RE: [EN/PT-BR] Horizon Forge: Updates and definition of version v1.0, plus the next focus.

Thanks for the question Angeluxx! I had already noted it down to review the security with the keychain login. Since you log in using the keychain extension, it's mandatory, but you can never be too careful, so I asked Claude Code to review the code and we implemented another layer of security:

Problem fixed:

The Keychain signature was being discarded — anyone could forge a session in sessionStorage and impersonate any player.

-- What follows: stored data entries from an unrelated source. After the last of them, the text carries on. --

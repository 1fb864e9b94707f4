//! API Module
//!
//! HTTP handlers and routing over a shared `ExpiringCache<String>`.

pub mod handlers;
pub mod routes;

pub use handlers::*;
pub use routes::create_router;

Implemented solution (4 files):

api/server.js:

POST /api/auth/verify — receives {username, memo, signature}, retrieves the public key from the account on the Hive blockchain, cryptographically verifies that the signature matches the memo using @hiveio/dhive, and issues an HMAC-SHA256 token valid for 24 hours. Middleware Socket.io (io.use) — validates the token in the handshake of each connection and populates socket.data.username. join_queue and rejoin_match — now use socket.data.username (defined by the middleware), completely ignoring the username sent by the client.

public/js/index.js:

After the Keychain signs, it POSTs to /api/auth/verify with {username, memo, signature: resp.result}. Only saves the session in sessionStorage if the server confirms — and includes the returned token. public/js/lobby.js:

Pass auth: { token: session.token } in the socket connection. Remove username from the join_queue payload (the server no longer accepts it).

public/js/battle.js:

Pass auth: { token: window._HF_SESSION?.token } in the PvP socket connection. Remove username from the rejoin_match payload.

What to add to the .env file:

XXXXXX=a_long_random_string_here

Without this, the server generates an ephemeral secret—it works, but tokens are invalidated upon restart. With AUTH_SECRET defined, sessions survive restarts.